For complete examples of FFI usage, check out any of the following:

unix - POSIX bindings
windows - Windows API bindings
db.sqlite.ffi - SQLite bindings
opengl.gl - OpenGL bindings

There are many more usages of the FFI of course. Since Factor has a minimal VM, all I/O, graphics and interaction with the outside world in general is done with the FFI. Search the Factor source tree for source files that use the alien.syntax vocabulary.

GPU shaders

Joe Groff cooked up a nice DSL for passing uniform parameters to pixel and vertex shaders. In his blog post, Joe writes:

The library makes it easy to load and interactively update shaders, define binary formats for GPU vertex buffers, and feed parameters to shader code using Factor objects.

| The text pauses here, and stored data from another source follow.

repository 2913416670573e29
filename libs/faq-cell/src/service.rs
use chrono::Utc;
use sqlx::SqlitePool;
use tracing::{debug, info};

use shared_database::AppState;

use crate::models::{public_needs_answer, CreateFaqRequest, Faq, FaqError, UpdateFaqRequest};

const FAQ_COLUMNS: &str =
    "id, question, answer, is_public, display_order, asked_by, answered_by, created_at, updated_at";

pub struct FaqService {
    db: SqlitePool,
}

impl FaqService {
    pub fn new(state: &AppState) -> Self {
        Self { db: state.db.clone() }
    }

    /// Published entries in display order.
    pub async fn list_public(&self) -> Result<Vec<Faq>, FaqError> {
        let faqs = sqlx::query_as::<_, Faq>(&format!(
            "SELECT {} FROM faqs
             WHERE deleted_at IS NULL AND is_public = 1 AND answer IS NOT NULL AND TRIM(answer) <> ''
             ORDER BY display_order, id",
            FAQ_COLUMNS
        ))
        .fetch_all(&self.db)
        .await?;
        Ok(faqs)
    }

    /// Everything, unanswered questions first.
    pub async fn list_all(&self) -> Result<Vec<Faq>, FaqError> {
        let faqs = sqlx::query_as::<_, Faq>(&format!(
            "SELECT {} FROM faqs WHERE deleted_at IS NULL
             ORDER BY (answer IS NOT NULL AND TRIM(answer) <> ''), display_order, id",
            FAQ_COLUMNS
        ))
        .fetch_all(&self.db)
        .await?;
        Ok(faqs)
    }

    pub async fn get(&self, id: i64) -> Result<Faq, FaqError> {
        sqlx::query_as::<_, Faq>(&format!(
            "SELECT {} FROM faqs WHERE id = ? AND deleted_at IS NULL",
            FAQ_COLUMNS
        ))
        .bind(id)
        .fetch_optional(&self.db)
        .await?
        .ok_or(FaqError::NotFound)
    }

    pub async fn create(&self, request: CreateFaqRequest, author: i64) -> Result<Faq, FaqError> {
        let is_public = request.is_public.unwrap_or(false);
        public_needs_answer(is_public, request.answer.as_deref())?;

        let answered_by = request.answer.as_ref().map(|_| author);
        let now = Utc::now();
        let faq = sqlx::query_as::<_, Faq>(&format!(
            "INSERT INTO faqs (question, answer, is_public, display_order, asked_by, answered_by, created_at, updated_at)
             VALUES (?, ?, ?, ?, NULL, ?, ?, ?) RETURNING {}",
            FAQ_COLUMNS
        ))
        .bind(request.question.trim())
        .bind(request.answer)
        .bind(is_public)
        .bind(request.display_order.unwrap_or(0))
        .bind(answered_by)
        .bind(now)
        .bind(now)
        .fetch_one(&self.db)
        .await?;

        info!("FAQ {} created", faq.id);
        Ok(faq)
    }

    pub async fn update(&self, id: i64, changes: UpdateFaqRequest, editor: i64) -> Result<Faq, FaqError> {
        let current = self.get(id).await?;

        let answer = changes.answer.clone().or(current.answer);
        let is_public = changes.is_public.unwrap_or(current.is_public);
        public_needs_answer(is_public, answer.as_deref())?;

        let answered_by = if changes.answer.is_some() {
            Some(editor)
        } else {
            current.answered_by
        };

        let faq = sqlx::query_as::<_, Faq>(&format!(
            "UPDATE faqs SET question = ?, answer = ?, is_public = ?, display_order = ?, answered_by = ?, updated_at = ?
             WHERE id = ? AND deleted_at IS NULL RETURNING {}",
            FAQ_COLUMNS
        ))
        .bind(changes.question.unwrap_or(current.question))
        .bind(answer)
        .bind(is_public)
        .bind(changes.display_order.unwrap_or(current.display_order))
        .bind(answered_by)
        .bind(Utc::now())
        .bind(id)
        .fetch_optional(&self.db)
        .await?
        .ok_or(FaqError::NotFound)?;

        debug!("FAQ {} updated", id);
        Ok(faq)
    }

    pub async fn delete(&self, id: i64) -> Result<(), FaqError> {
        let result = sqlx::query(
            "UPDATE faqs SET deleted_at = ?, updated_at = ? WHERE id = ? AND deleted_at IS NULL",
        )
        .bind(Utc::now())
        .bind(Utc::now())
        .bind(id)
        .execute(&self.db)
        .await?;

        if result.rows_affected() == 0 {
            return Err(FaqError::NotFound);
        }
        Ok(())
    }

    /// Stored private and unanswered until an administrator publishes it.
    pub async fn ask(&self, question: &str, asked_by: i64) -> Result<Faq, FaqError> {
        let now = Utc::now();
        let faq = sqlx::query_as::<_, Faq>(&format!(
            "INSERT INTO faqs (question, answer, is_public, display_order, asked_by, answered_by, created_at, updated_at)
             VALUES (?, NULL, 0, 0, ?, NULL, ?, ?) RETURNING {}",
            FAQ_COLUMNS
        ))
        .bind(question)
        .bind(asked_by)
        .bind(now)
        .bind(now)
        .fetch_one(&self.db)
        .await?;

        info!("Question {} submitted by user {}", faq.id, asked_by);
        Ok(faq)
    }

    pub async fn count_unanswered(&self) -> Result<i64, FaqError> {
        let count = sqlx::query_scalar::<_, i64>(
            "SELECT COUNT(*) FROM faqs WHERE deleted_at IS NULL AND (answer IS NULL OR TRIM(answer) = '')",
        )
        .fetch_one(&self.db)
        .await?;
        Ok(count)
    }
}
pub mod handlers;
pub mod models;
pub mod router;
pub mod service;

pub use models::{Faq, FaqError};
pub use router::faq_routes;
pub use service::FaqService;
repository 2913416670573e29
pub mod router;

pub use router::create_router;
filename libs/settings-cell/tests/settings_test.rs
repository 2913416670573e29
use axum::http::StatusCode;
use serde_json::json;

use settings_cell::{settings_routes, SettingsService};
use shared_models::Language;
use shared_utils::test_utils::{send_request, TestContext};

#[tokio::test]
async fn test_defaults_are_created_on_first_read() {
    let ctx = TestContext::new().await;
    let app = settings_routes(ctx.state.clone());
    let doctor = ctx.create_doctor("doctor@clinique.test").await;

    let (status, body) = send_request(&app, "GET", "/", Some(&ctx.token_for(&doctor)), None).await;
    assert_eq!(status, StatusCode::OK);
    assert_eq!(body["user_id"], doctor.id);
    assert_eq!(body["email_notifications"], true);
    assert_eq!(body["sms_notifications"], false);
    assert_eq!(body["reminder_hours_before"], 24);
    assert_eq!(body["default_appointment_duration"], 30);
    assert_eq!(body["language"], "fr");

    // A second read reuses the same row.
    let again = SettingsService::new(&ctx.state).get_or_create(doctor.id).await.unwrap();
    assert_eq!(again.id, body["id"].as_i64().unwrap());
}

#[tokio::test]
async fn test_update_validates_and_persists() {
    let ctx = TestContext::new().await;
    let app = settings_routes(ctx.state.clone());
    let patient = ctx.create_patient("patient@clinique.test").await;
    let token = ctx.token_for(&patient);

    let (status, body) = send_request(
        &app,
        "PUT",
        "/",
        Some(&token),
        Some(json!({ "reminder_hours_before": 0, "language": "de" })),
    )
    .await;
    assert_eq!(status, StatusCode::BAD_REQUEST);
    assert_eq!(body["errors"].as_array().unwrap().len(), 2);

    let (status, body) = send_request(
        &app,
        "PUT",
        "/",
        Some(&token),
        Some(json!({ "sms_notifications": true, "reminder_hours_before": 48, "language": "en" })),
    )
    .await;
    assert_eq!(status, StatusCode::OK);
    assert_eq!(body["sms_notifications"], true);
    assert_eq!(body["email_notifications"], true);
    assert_eq!(body["reminder_hours_before"], 48);

    let stored = SettingsService::new(&ctx.state).get_or_create(patient.id).await.unwrap();
    assert_eq!(stored.language, Language::En);
}

#[tokio::test]
async fn test_requires_authentication() {
    let ctx = TestContext::new().await;
    let app = settings_routes(ctx.state.clone());

    let (status, _) = send_request(&app, "GET", "/", None, None).await;
    assert_eq!(status, StatusCode::UNAUTHORIZED);
}
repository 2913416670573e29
use std::sync::Arc;

use axum::{
    extract::{Extension, Path, Query, State},
    http::StatusCode,
    Json,
};
use serde_json::{json, Value};

use appointment_cell::models::{AppointmentQuery, BookAppointmentRequest, Period, SlotQuery};
use appointment_cell::{AppointmentService, BookingChannel, DoctorDirectory};
use settings_cell::SettingsService;
use shared_database::AppState;
use shared_models::auth::AuthUser;
use shared_models::error::AppError;
use shared_models::Permission;
use shared_utils::pagination::Pagination;
use shared_utils::validation::FieldErrors;

use crate::models::{Client, PatientProfile, UpdateClientRequest, UpdateProfileRequest};
use crate::services::{ClientService, MedicalNoteService};

async fn own_record(state: &AppState, user: &AuthUser, permission: Permission) -> Result<Client, AppError> {
    user.require(permission)?;
    Ok(ClientService::new(state).get_by_user(user.id).await?)
}

// ==============================================================================
// PROFILE
// ==============================================================================

pub async fn get_profile(
    State(state): State<Arc<AppState>>,
    Extension(user): Extension<AuthUser>,
) -> Result<Json<Value>, AppError> {
    let client = own_record(&state, &user, Permission::ViewOwnRecords).await?;
    Ok(Json(json!(PatientProfile::from(client))))
}

pub async fn update_profile(
    State(state): State<Arc<AppState>>,
    Extension(user): Extension<AuthUser>,
    Json(request): Json<UpdateProfileRequest>,
) -> Result<Json<Value>, AppError> {
    let client = own_record(&state, &user, Permission::ViewOwnRecords).await?;
    let changes = UpdateClientRequest::from(request).validate()?;

    let updated = ClientService::new(&state).update(client.id, changes).await?;
    Ok(Json(json!(PatientProfile::from(updated))))
}

// ==============================================================================
// APPOINTMENTS
// ==============================================================================

pub async fn list_appointments(
    State(state): State<Arc<AppState>>,
    Extension(user): Extension<AuthUser>,
    Query(query): Query<AppointmentQuery>,
) -> Result<Json<Value>, AppError> {
    let client = own_record(&state, &user, Permission::ViewOwnRecords).await?;

    let mut filters = query.filters()?;
    filters.client_id = Some(client.id);

    let page = AppointmentService::new(&state)
        .list(&filters, Pagination::new(query.page, query.limit))
        .await?;

    Ok(Json(json!(page)))
}

pub async fn book_appointment(
    State(state): State<Arc<AppState>>,
    Extension(user): Extension<AuthUser>,
    Json(request): Json<BookAppointmentRequest>,
) -> Result<(StatusCode, Json<Value>), AppError> {
    let client = own_record(&state, &user, Permission::BookAppointment).await?;
    let default_duration = SettingsService::new(&state).appointment_duration(user.id).await?;
    let input = request.validate(Some(client.id), None, default_duration)?;

    let service = AppointmentService::new(&state);
    let appointment = service
        .book(input, BookingChannel::Patient, Some(user.id))
        .await?;
    let view = service.get_view(appointment.id).await?;

    Ok((StatusCode::CREATED, Json(json!(view))))
}

pub async fn get_appointment(
    State(state): State<Arc<AppState>>,
    Extension(user): Extension<AuthUser>,
    Path(appointment_id): Path<i64>,
) -> Result<Json<Value>, AppError> {
    let client = own_record(&state, &user, Permission::ViewOwnRecords).await?;

    let view = AppointmentService::new(&state).get_view(appointment_id).await?;
    if view.appointment.client_id != client.id {
        return Err(AppError::NotFound("Appointment not found".to_string()));
    }

    Ok(Json(json!(view)))
}

pub async fn cancel_appointment(
    State(state): State<Arc<AppState>>,
    Extension(user): Extension<AuthUser>,
    Path(appointment_id): Path<i64>,
) -> Result<Json<Value>, AppError> {
    let client = own_record(&state, &user, Permission::BookAppointment).await?;

    let appointment = AppointmentService::new(&state)
        .cancel_for_client(appointment_id, client.id)
        .await?;

    Ok(Json(json!({
        "message": "Appointment cancelled",
        "appointment": appointment
    })))
}

// ==============================================================================
// DOCTORS AND SLOTS
// ==============================================================================

pub async fn list_doctors(
    State(state): State<Arc<AppState>>,
    Extension(user): Extension<AuthUser>,
) -> Result<Json<Value>, AppError> {
    user.require(Permission::ViewAvailability)?;

    let doctors = DoctorDirectory::new(&state).list_active_doctors().await?;
    Ok(Json(json!(doctors)))
}

pub async fn doctor_slots(
    State(state): State<Arc<AppState>>,
    Extension(user): Extension<AuthUser>,
    Path(doctor_id): Path<i64>,
    Query(query): Query<SlotQuery>,
) -> Result<Json<Value>, AppError> {
    user.require(Permission::ViewAvailability)?;

    let mut errors = FieldErrors::new();
    let date = errors.date(&query.date, "date");
    let duration = match query.duration {
        Some(duration) => duration,
        None => SettingsService::new(&state).appointment_duration(user.id).await?,
    };
    errors.duration(duration, "duration");
    let period = match query.period.as_deref() {
        Some(raw) => {
            let parsed = raw.parse::<Period>().ok();
            errors.check(parsed.is_some(), "period", "Period must be morning, afternoon or evening");
            parsed
        }
        None => None,
    };
    errors.into_result()?;

    let date = date.ok_or_else(|| AppError::validation("date", "Invalid date, expected YYYY-MM-DD"))?;
    let slots = AppointmentService::new(&state)
        .available_slots(doctor_id, date, duration, period)
        .await?;

    Ok(Json(json!({
        "doctor_id": doctor_id,
        "date": date,
        "duration": duration,
        "slots": slots
    })))
}

// ==============================================================================
// NOTES
// ==============================================================================

pub async fn list_notes(
    State(state): State<Arc<AppState>>,
    Extension(user): Extension<AuthUser>,
) -> Result<Json<Value>, AppError> {
    let client = own_record(&state, &user, Permission::ViewOwnRecords).await?;

    let notes = MedicalNoteService::new(&state)
        .list_visible_to_patient(client.id)
        .await?;
    Ok(Json(json!(notes)))
}
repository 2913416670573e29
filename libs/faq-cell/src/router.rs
use std::sync::Arc;

use axum::{
    middleware,
    routing::{get, post, put},
    Router,
};

use shared_database::AppState;
use shared_utils::extractor::auth_middleware;

use crate::handlers;

/// Mounted at `/api/faq`. Only the published list is public.
pub fn faq_routes(state: Arc<AppState>) -> Router {
    let public_routes = Router::new().route("/", get(handlers::list_public_faqs));

    let protected_routes = Router::new()
        .route("/", post(handlers::create_faq))
        .route("/all", get(handlers::list_all_faqs))
        .route("/questions", post(handlers::ask_question))
        .route("/{id}", put(handlers::update_faq).delete(handlers::delete_faq))
        .layer(middleware::from_fn_with_state(state.clone(), auth_middleware));

    Router::new()
        .merge(public_routes)
        .merge(protected_routes)
        .with_state(state)
}
// libs/appointment-cell/src/services/slots.rs
use chrono::NaiveTime;

use crate::models::{minutes_of, ranges_overlap, time_from_minutes, Period, TimeSlot};

/// Bookable slots inside `windows`, stepping by `duration` minutes from the
/// start of each window. Slots overlapping a `booked` range (minute offsets)
/// or starting before `not_before` are dropped.
pub fn generate_slots(
    windows: &[(NaiveTime, NaiveTime)],
    booked: &[(i64, i64)],
    duration: i64,
    not_before: Option<NaiveTime>,
) -> Vec<TimeSlot> {
    if duration <= 0 {
        return Vec::new();
    }

    let earliest = not_before.map(minutes_of).unwrap_or(0);
    let mut slots = Vec::new();

    for (window_start, window_end) in windows {
        let end = minutes_of(*window_end);
        let mut start = minutes_of(*window_start);

        while start + duration <= end {
            let slot_end = start + duration;
            let free = !booked
                .iter()
                .any(|(b_start, b_end)| ranges_overlap(start, slot_end, *b_start, *b_end));

            if free && start >= earliest {
                if let (Some(s), Some(e)) = (time_from_minutes(start), time_from_minutes(slot_end)) {
                    slots.push(TimeSlot {
                        start: s,
                        end: e,
                        period: Period::of(s),
                    });
                }
            }
            start += duration;
        }
    }

    slots.sort_by_key(|slot| slot.start);
    slots.dedup_by_key(|slot| slot.start);
    slots
}

pub fn filter_by_period(slots: Vec<TimeSlot>, period: Option<Period>) -> Vec<TimeSlot> {
    match period {
        Some(period) => slots.into_iter().filter(|slot| slot.period == period).collect(),
        None => slots,
    }
}

/// True when `[start, start + duration)` fits entirely inside one window.
pub fn fits_in_windows(windows: &[(NaiveTime, NaiveTime)], start: NaiveTime, duration: i64) -> bool {
    let start = minutes_of(start);
    let end = start + duration;
    windows
        .iter()
        .any(|(w_start, w_end)| minutes_of(*w_start) <= start && end <= minutes_of(*w_end))
}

Here is a snippet from the gpu.demos.raytrace demo:

GLSL-SHADER-FILE: raytrace-vertex-shader vertex-shader "raytrace.v.glsl"
GLSL-SHADER-FILE: raytrace-fragment-shader fragment-shader "raytrace.f.glsl"
GLSL-PROGRAM: raytrace-program
    raytrace-vertex-shader raytrace-fragment-shader ;

UNIFORM-TUPLE: sphere-uniforms
    { "center" vec3-uniform  f }
    { "radius" float-uniform f }
    { "color"  vec4-uniform  f } ;

UNIFORM-TUPLE: raytrace-uniforms
    { "mv-inv-matrix"    mat4-uniform f }
    { "fov"              vec2-uniform f }
    
    { "spheres"          sphere-uniforms 4 }

    { "floor-height"     float-uniform f }
    { "floor-color"      vec4-uniform 2 }
    { "background-color" vec4-uniform f }
    { "light-direction"  vec3-uniform f } ;

The GLSL-SHADER-FILE: parsing word tells Factor to load a GLSL shader program. The GPU framework automatically checks the file for modification, reloading it if necessary.

The UNIFORM-TUPLE: parsing word defines a new tuple class, together with methods which destructure the tuple and bind textures and uniform parameters. Uniform parameters are named as such because they define values which remain constant at every pixel or vertex that the shader program operates on.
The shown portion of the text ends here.